In fact, in most ways, it was much like music lessons I have known since I was three years old. I was excited and stimulated by the sound. It pleased me. I was eager to follow where he led.
There were differences of course. After we had been playing for a little while, people appeared. There were faces at the windows, old faces and young ones; four little boys wandered into the room and squatted and stood, watching and listening, behind Pak Raka. A young man with a fighting cock in the crook of his arm came close and squatted by me. When he was asked he put down the bird, took up a pick and helped to demonstrate a passage of syncopated and very subtle rhythm.
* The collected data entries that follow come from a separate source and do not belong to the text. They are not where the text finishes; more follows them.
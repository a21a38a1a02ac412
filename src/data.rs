//! Table loading using Polars
//!
//! Types come from Polars' own inference; CSV files additionally get date
//! parsing so date-like text columns arrive as `Date`/`Datetime`.

use std::fs::File;
use std::path::Path;

use polars::prelude::*;
use tracing::info;

use crate::error::ExplorerError;

/// File formats the loader can read
#[derive(Debug, Clone, Copy, PartialEq, Eq)]
pub enum TableFormat {
    Csv,
    Json,
    Parquet,
}

impl TableFormat {
    /// Detect the format from the file extension (case-insensitive)
    pub fn from_path(path: &Path) -> Option<Self> {
        let extension = path.extension()?.to_str()?.to_ascii_lowercase();
        match extension.as_str() {
            "csv" => Some(Self::Csv),
            "json" => Some(Self::Json),
            "parquet" => Some(Self::Parquet),
            _ => None,
        }
    }
}

/// Load a CSV, JSON or Parquet file into a DataFrame
///
/// # Arguments
/// * `path` - Path to the file; the extension selects the reader
///
/// # Returns
/// * The loaded DataFrame
pub fn load_table(path: &Path) -> crate::Result<DataFrame> {
    let format = TableFormat::from_path(path).ok_or_else(|| ExplorerError::UnsupportedFormat {
        path: path.to_path_buf(),
    })?;

    let df = match format {
        TableFormat::Csv => CsvReadOptions::default()
            .with_has_header(true)
            .with_parse_options(CsvParseOptions::default().with_try_parse_dates(true))
            .try_into_reader_with_file_path(Some(path.to_path_buf()))?
            .finish()?,
        TableFormat::Json => JsonReader::new(open(path)?).finish()?,
        TableFormat::Parquet => ParquetReader::new(open(path)?).finish()?,
    };

    info!(
        path = %path.display(),
        rows = df.height(),
        columns = df.width(),
        "table loaded"
    );
    Ok(df)
}

fn open(path: &Path) -> crate::Result<File> {
    File::open(path).map_err(|source| ExplorerError::FileRead {
        path: path.to_path_buf(),
        source,
    })
}
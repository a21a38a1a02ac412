//! datalens: dataset exploration on top of Polars
//!
//! Given a typed table, this library suggests business KPIs from column
//! names (sums, means, distinct counts, date ranges, category breakdowns),
//! summarizes each column with descriptive statistics, and runs exploratory
//! analytics on the numeric columns: a correlation heatmap,
//! isolation-forest outlier detection and k-means clustering.

pub mod agent;
pub mod cli;
pub mod data;
pub mod error;
pub mod format;
pub mod forest;
pub mod kpi;
pub mod logging;
pub mod model;
pub mod rules;
pub mod stats;
pub mod table;
pub mod viz;

// Re-export public items for easier access
pub use agent::{AgentConfig, DataExplorer};
pub use cli::Args;
pub use data::load_table;
pub use error::{ExplorerError, Result};
pub use kpi::{KpiAnalyzer, KpiDetail, KpiMetric};
pub use model::{fit_kmeans, KMeansModel, KMeansSettings};
pub use rules::RuleBook;
pub use stats::{describe, ColumnSummary};
pub use table::ColumnKind;
//! K-Means clustering model implementation

use linfa::prelude::*;
use linfa_clustering::KMeans;
use linfa_nn::distance::L2Dist;
use ndarray::{Array1, Array2};
use rand::rngs::StdRng;
use rand::SeedableRng;
use tracing::debug;

use crate::error::ExplorerError;

/// Parameters of a k-means fit.
#[derive(Debug, Clone, Copy, PartialEq)]
pub struct KMeansSettings {
    /// Seed for centroid initialization
    pub seed: u64,
    /// Number of independent initializations; the best inertia wins
    pub n_runs: usize,
    /// Maximum iterations per run
    pub max_iters: u64,
    /// Convergence tolerance
    pub tolerance: f64,
}

impl Default for KMeansSettings {
    fn default() -> Self {
        Self {
            seed: 42,
            n_runs: 10,
            max_iters: 300,
            tolerance: 1e-4,
        }
    }
}

/// K-Means fit result
#[derive(Debug, Clone)]
pub struct KMeansModel {
    /// Number of clusters
    pub n_clusters: usize,
    /// Cluster assignment per input row, in input order
    pub labels: Array1<usize>,
    /// Cluster centroids
    pub centroids: Array2<f64>,
    /// Within-cluster sum of squares (inertia)
    pub inertia: f64,
}

impl KMeansModel {
    /// Get cluster sizes
    pub fn cluster_sizes(&self) -> Vec<usize> {
        let mut sizes = vec![0; self.n_clusters];
        for &label in self.labels.iter() {
            if label < self.n_clusters {
                sizes[label] += 1;
            }
        }
        sizes
    }
}

/// Fit K-Means on a dense feature matrix
///
/// # Arguments
/// * `records` - One row per observation, no missing values
/// * `n_clusters` - Number of clusters
/// * `settings` - Seed, restart count and convergence criteria
///
/// # Errors
/// Zero clusters, or fewer rows than clusters.
pub fn fit_kmeans(
    records: &Array2<f64>,
    n_clusters: usize,
    settings: &KMeansSettings,
) -> crate::Result<KMeansModel> {
    if n_clusters == 0 {
        return Err(ExplorerError::InvalidClusterCount { n_clusters });
    }

    if records.nrows() < n_clusters {
        return Err(ExplorerError::TooFewRows {
            rows: records.nrows(),
            n_clusters,
        });
    }

    // Create dataset for linfa
    let n_samples = records.nrows();
    let targets: Array1<usize> = Array1::zeros(n_samples);
    let dataset = Dataset::new(records.clone(), targets);

    let rng = StdRng::seed_from_u64(settings.seed);
    let model = KMeans::params_with(n_clusters, rng, L2Dist)
        .n_runs(settings.n_runs)
        .max_n_iterations(settings.max_iters)
        .tolerance(settings.tolerance)
        .fit(&dataset)?;

    let labels = model.predict(&dataset);
    let centroids = model.centroids().clone();
    let inertia = compute_inertia(records, &labels, &centroids);

    debug!(n_clusters, n_samples, inertia, "k-means fitted");

    Ok(KMeansModel {
        n_clusters,
        labels,
        centroids,
        inertia,
    })
}

/// Compute within-cluster sum of squares (inertia)
fn compute_inertia(features: &Array2<f64>, labels: &Array1<usize>, centroids: &Array2<f64>) -> f64 {
    let mut inertia = 0.0;

    for (i, &cluster) in labels.iter().enumerate() {
        if cluster < centroids.nrows() {
            let point = features.row(i);
            let centroid = centroids.row(cluster);
            inertia += point
                .iter()
                .zip(centroid.iter())
                .map(|(a, b)| (a - b).powi(2))
                .sum::<f64>();
        }
    }

    inertia
}

#[cfg(test)]
mod tests {
    use super::*;

    fn two_blobs() -> Array2<f64> {
        Array2::from_shape_vec(
            (6, 2),
            vec![
                0.0, 0.0, //
                0.1, 0.0, //
                0.0, 0.1, //
                10.0, 10.0, //
                10.1, 10.0, //
                10.0, 10.1,
            ],
        )
        .unwrap()
    }

    #[test]
    fn test_fit_kmeans() {
        let model = fit_kmeans(&two_blobs(), 2, &KMeansSettings::default()).unwrap();

        assert_eq!(model.n_clusters, 2);
        assert_eq!(model.labels.len(), 6);
        assert_eq!(model.centroids.shape(), &[2, 2]);
        assert_eq!(model.labels[0], model.labels[1]);
        assert_eq!(model.labels[0], model.labels[2]);
        assert_eq!(model.labels[3], model.labels[4]);
        assert_ne!(model.labels[0], model.labels[3]);
    }

    #[test]
    fn test_cluster_sizes() {
        let model = fit_kmeans(&two_blobs(), 2, &KMeansSettings::default()).unwrap();

        let sizes = model.cluster_sizes();
        assert_eq!(sizes.len(), 2);
        assert_eq!(sizes.iter().sum::<usize>(), 6);
    }

    #[test]
    fn test_model_inertia() {
        let model = fit_kmeans(&two_blobs(), 2, &KMeansSettings::default()).unwrap();
        assert!(model.inertia >= 0.0);
        assert!(model.inertia.is_finite());
        assert!(model.inertia < 1.0);
    }

    #[test]
    fn test_seeded_fit_is_reproducible() {
        let settings = KMeansSettings::default();
        let a = fit_kmeans(&two_blobs(), 3, &settings).unwrap();
        let b = fit_kmeans(&two_blobs(), 3, &settings).unwrap();
        assert_eq!(a.labels, b.labels);
    }

    #[test]
    fn test_invalid_cluster_count() {
        let settings = KMeansSettings::default();

        let result = fit_kmeans(&two_blobs(), 0, &settings);
        assert!(matches!(result, Err(ExplorerError::InvalidClusterCount { .. })));

        let result = fit_kmeans(&two_blobs(), 7, &settings);
        assert!(matches!(
            result,
            Err(ExplorerError::TooFewRows { rows: 6, n_clusters: 7 })
        ));
    }
}
//! Display formatting for KPI values.

/// Digit-group separator (U+202F NARROW NO-BREAK SPACE).
pub const GROUP_SEPARATOR: char = '\u{202f}';

/// Placeholder for missing values.
pub const MISSING: &str = "N/A";

/// Format a number for a KPI card.
///
/// Values with an absolute value of at least 100 are rendered without
/// decimals, smaller ones with `decimals` places. The integer part is
/// grouped by thousands with [`GROUP_SEPARATOR`].
pub fn format_number(value: Option<f64>, decimals: usize) -> String {
    let Some(value) = value.filter(|v| !v.is_nan()) else {
        return MISSING.to_string();
    };
    if value.is_infinite() {
        return value.to_string();
    }

    let decimals = if value.abs() >= 100.0 { 0 } else { decimals };
    let rendered = format!("{:.*}", decimals, value.abs());
    let (integer, fraction) = match rendered.split_once('.') {
        Some((integer, fraction)) => (integer, Some(fraction)),
        None => (rendered.as_str(), None),
    };

    let mut out = String::with_capacity(rendered.len() + integer.len() / 3 + 1);
    if value.is_sign_negative() && value != 0.0 {
        out.push('-');
    }
    out.push_str(&group_thousands(integer));
    if let Some(fraction) = fraction {
        out.push('.');
        out.push_str(fraction);
    }
    out
}

/// Format a ratio as a percentage, e.g. `0.42` becomes `"42.0%"` with one decimal.
pub fn format_percent(value: Option<f64>, decimals: usize) -> String {
    match value.filter(|v| !v.is_nan()) {
        Some(value) => format!("{:.*}%", decimals, value * 100.0),
        None => MISSING.to_string(),
    }
}

/// Format an integer count.
pub fn format_count(count: usize) -> String {
    format_number(Some(count as f64), 0)
}

fn group_thousands(digits: &str) -> String {
    let len = digits.len();
    let mut out = String::with_capacity(len + len / 3);
    for (i, digit) in digits.chars().enumerate() {
        if i > 0 && (len - i) % 3 == 0 {
            out.push(GROUP_SEPARATOR);
        }
        out.push(digit);
    }
    out
}

#[cfg(test)]
mod tests {
    use super::*;
    use proptest::prelude::*;

    #[test]
    fn test_large_values_drop_decimals() {
        assert_eq!(format_number(Some(600.0), 2), "600");
        assert_eq!(format_number(Some(1234.56), 2), "1\u{202f}235");
        assert_eq!(format_number(Some(1_234_567.0), 2), "1\u{202f}234\u{202f}567");
        assert_eq!(format_number(Some(-2500.4), 2), "-2\u{202f}500");
    }

    #[test]
    fn test_small_values_keep_decimals() {
        assert_eq!(format_number(Some(12.346), 2), "12.35");
        assert_eq!(format_number(Some(0.5), 2), "0.50");
        assert_eq!(format_number(Some(-3.0), 2), "-3.00");
        assert_eq!(format_number(Some(99.994), 2), "99.99");
    }

    #[test]
    fn test_counts() {
        assert_eq!(format_count(0), "0");
        assert_eq!(format_count(7), "7");
        assert_eq!(format_count(12_500), "12\u{202f}500");
    }

    #[test]
    fn test_percent() {
        assert_eq!(format_percent(Some(0.42), 1), "42.0%");
        assert_eq!(format_percent(Some(0.2), 1), "20.0%");
        assert_eq!(format_percent(Some(1.5), 1), "150.0%");
    }

    #[test]
    fn test_missing_values() {
        assert_eq!(format_number(None, 2), "N/A");
        assert_eq!(format_number(Some(f64::NAN), 0), "N/A");
        assert_eq!(format_percent(None, 1), "N/A");
        assert_eq!(format_percent(Some(f64::NAN), 1), "N/A");
    }

    proptest! {
        #[test]
        fn prop_formatters_never_panic(value in proptest::option::of(any::<f64>()), decimals in 0usize..6) {
            let number = format_number(value, decimals);
            let percent = format_percent(value, decimals);
            prop_assert!(!number.is_empty());
            prop_assert!(!percent.is_empty());
        }

        #[test]
        fn prop_large_values_have_no_fraction(value in 100.0f64..1e12) {
            prop_assert!(!format_number(Some(value), 2).contains('.'));
        }
    }
}
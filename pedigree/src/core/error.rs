//! The error type shared by every layer of the pedigree engine.

use crate::core::base::VertexId;

pub type Result<T> = std::result::Result<T, PedigreeError>;

#[derive(Debug, thiserror::Error)]
pub enum PedigreeError {
    /// A request referenced a vertex that is not in the graph, or a vertex
    /// of the wrong kind.
    #[error("Invalid vertex {id}: {reason}")]
    InvalidVertex { id: VertexId, reason: String },

    /// An explicit id was requested that is already occupied.
    #[error("Vertex id {0} is already in use")]
    InvalidId(VertexId),

    #[error("Invalid edge {from} -> {to}: {reason}")]
    InvalidEdge {
        from: VertexId,
        to: VertexId,
        reason: String,
    },

    /// A structural invariant of the pedigree does not hold.
    #[error("Graph inconsistency: {0}")]
    GraphInconsistency(String),

    #[error("Cyclic pedigree: vertex {vertex} is its own ancestor")]
    CyclicPedigree { vertex: VertexId },

    #[error("Invalid pedigree topology: {0}")]
    InvalidPedigreeTopology(String),

    /// Two neighbours in a rank are closer than their minimum separation.
    #[error(
        "Layout constraint violated in rank {rank}: {left} at {left_x} and {right} at {right_x} need a distance of {required}"
    )]
    LayoutConstraintViolation {
        rank: usize,
        left: VertexId,
        right: VertexId,
        left_x: i64,
        right_x: i64,
        required: i64,
    },

    #[error("Unable to import pedigree: {0}")]
    Import(String),

    #[error("Invalid layout options: {0}")]
    InvalidOptions(String),

    #[error(transparent)]
    Json(#[from] serde_json::Error),

    #[error(transparent)]
    Io(#[from] std::io::Error),
}

impl PedigreeError {
    pub fn invalid_vertex(id: VertexId, reason: impl Into<String>) -> Self {
        PedigreeError::InvalidVertex {
            id,
            reason: reason.into(),
        }
    }

    pub fn invalid_edge(
        from: VertexId,
        to: VertexId,
        reason: impl Into<String>,
    ) -> Self {
        PedigreeError::InvalidEdge {
            from,
            to,
            reason: reason.into(),
        }
    }

    pub fn inconsistency(msg: impl Into<String>) -> Self {
        PedigreeError::GraphInconsistency(msg.into())
    }

    pub fn import(msg: impl Into<String>) -> Self {
        PedigreeError::Import(msg.into())
    }
}

#[test]
fn test_error_messages() {
    let err = PedigreeError::invalid_vertex(VertexId::from(3), "not a person");
    assert_eq!(err.to_string(), "Invalid vertex 3: not a person");

    let err = PedigreeError::CyclicPedigree {
        vertex: VertexId::from(1),
    };
    assert!(err.to_string().contains("its own ancestor"));

    let err: PedigreeError =
        serde_json::from_str::<Vec<u32>>("{").unwrap_err().into();
    assert!(matches!(err, PedigreeError::Json(_)));
}
//! Helpers shared by the importers and by the editing operations for growing
//! a pedigree graph one family at a time.

use crate::adt::base_graph::BaseGraph;
use crate::core::base::{VertexId, VertexType};
use crate::core::error::{PedigreeError, Result};
use crate::core::properties::{Gender, Properties};
use std::collections::HashMap;

pub const DEFAULT_EDGE_WEIGHT: usize = 1;

/// Create a relationship between \p a and \p b together with its childhub.
/// \returns the relationship and the childhub.
pub fn add_relationship(
    graph: &mut BaseGraph,
    a: VertexId,
    b: VertexId,
) -> Result<(VertexId, VertexId)> {
    graph.check_kind(a, VertexType::Person)?;
    graph.check_kind(b, VertexType::Person)?;
    if a == b {
        return Err(PedigreeError::invalid_edge(a, b, "a person can't partner itself"));
    }
    if let Some(rel) = graph.relationship_between(a, b) {
        return Err(PedigreeError::invalid_vertex(
            rel,
            format!("{} and {} already have a relationship", a, b),
        ));
    }

    let rel = graph.add_vertex(None, VertexType::Relationship, Properties::default(), None)?;
    let hub = graph.add_vertex(None, VertexType::Childhub, Properties::default(), None)?;
    graph.add_edge(rel, hub, DEFAULT_EDGE_WEIGHT)?;
    graph.add_edge(a, rel, DEFAULT_EDGE_WEIGHT)?;
    graph.add_edge(b, rel, DEFAULT_EDGE_WEIGHT)?;
    Ok((rel, hub))
}

/// Add a person standing in for a parent that the input does not name.
pub fn add_unknown_parent(graph: &mut BaseGraph, gender: Gender) -> Result<VertexId> {
    let mut props = Properties::with_gender(gender);
    props.comments = Some("unknown".to_string());
    graph.add_vertex(None, VertexType::Person, props, None)
}

/// Remembers the relationship created for each pair of parents, so that all
/// the children of a couple hang from the same childhub.
#[derive(Debug, Default)]
pub struct RelationshipTracker {
    childhubs: HashMap<(VertexId, VertexId), VertexId>,
}

impl RelationshipTracker {
    pub fn new() -> Self {
        Self::default()
    }

    /// \returns the childhub of the relationship between \p mother and
    /// \p father, creating both if this is the first child of the couple.
    pub fn create_or_get_childhub(
        &mut self,
        graph: &mut BaseGraph,
        mother: VertexId,
        father: VertexId,
    ) -> Result<VertexId> {
        let key = if mother < father {
            (mother, father)
        } else {
            (father, mother)
        };
        if let Some(hub) = self.childhubs.get(&key) {
            return Ok(*hub);
        }
        let (_, hub) = add_relationship(graph, mother, father)?;
        self.childhubs.insert(key, hub);
        Ok(hub)
    }

    /// \returns the number of relationships created so far.
    pub fn len(&self) -> usize {
        self.childhubs.len()
    }

    pub fn is_empty(&self) -> bool {
        self.childhubs.is_empty()
    }
}

/// Validate an imported graph, turning structural failures into import
/// errors that a user can act on.
pub fn validate_import(graph: &BaseGraph) -> Result<()> {
    match graph.validate() {
        Ok(()) => Ok(()),
        Err(PedigreeError::GraphInconsistency(msg)) if msg.contains("disconnected component") => {
            Err(PedigreeError::import(
                "some components of the imported pedigree are disconnected from each other",
            ))
        }
        Err(err) => Err(PedigreeError::import(err.to_string())),
    }
}

#[test]
fn test_tracker_reuses_childhub() {
    let mut g = BaseGraph::new();
    let mother = g
        .add_vertex(None, VertexType::Person, Properties::with_gender(Gender::Female), None)
        .unwrap();
    let father = g
        .add_vertex(None, VertexType::Person, Properties::with_gender(Gender::Male), None)
        .unwrap();
    let mut tracker = RelationshipTracker::new();
    let hub = tracker.create_or_get_childhub(&mut g, mother, father).unwrap();
    assert_eq!(tracker.create_or_get_childhub(&mut g, father, mother).unwrap(), hub);
    assert_eq!(tracker.len(), 1);
    assert_eq!(g.num_vertices(), 4);

    let rel = g.single_pred(hub).unwrap();
    assert_eq!(g.relationship_partners(rel), vec![mother, father]);
    assert!(add_relationship(&mut g, mother, father).is_err());
    assert!(add_relationship(&mut g, mother, mother).is_err());
}

#[test]
fn test_disconnected_import_message() {
    let mut g = BaseGraph::new();
    add_unknown_parent(&mut g, Gender::Male).unwrap();
    add_unknown_parent(&mut g, Gender::Female).unwrap();
    let err = validate_import(&g).unwrap_err();
    assert!(err.to_string().contains("disconnected"));
    assert_eq!(g.properties(VertexId::from(0)).comments.as_deref(), Some("unknown"));
}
For the whole of our time in Ubud, this young man would always stop his work, his motor-bike or his conversation to come and inquire about my progress, politely and seriously.
My conversations with Pak Raka were odd. While he spoke Balinese, Indonesian and only a few words of English, I spoke a few words of Indonesian and understood nothing of Balinese.
David and I had made a big effort to learn Indonesian, attending classes for several months before our visit. We practiced conversation and vocabulary daily. David has a natural ability with languages and was soon far ahead of me. Unfortunately what I had learned seemed to vanish now I was confronted with the reality of having to speak it. I began to understand the huge problem and loneliness of non-communication.
But for Pak Raka and me a curious new language evolved. We developed a distinctive rapport. Facial expression became exaggerated but totally readable. Gestures were important. And of course we spoke with each line of music. We were soon friends, we were intrigued with the situation, aware of each other as musicians. We walked together, Raka speaking in Balinese, while I spoke English. We laughed a lot.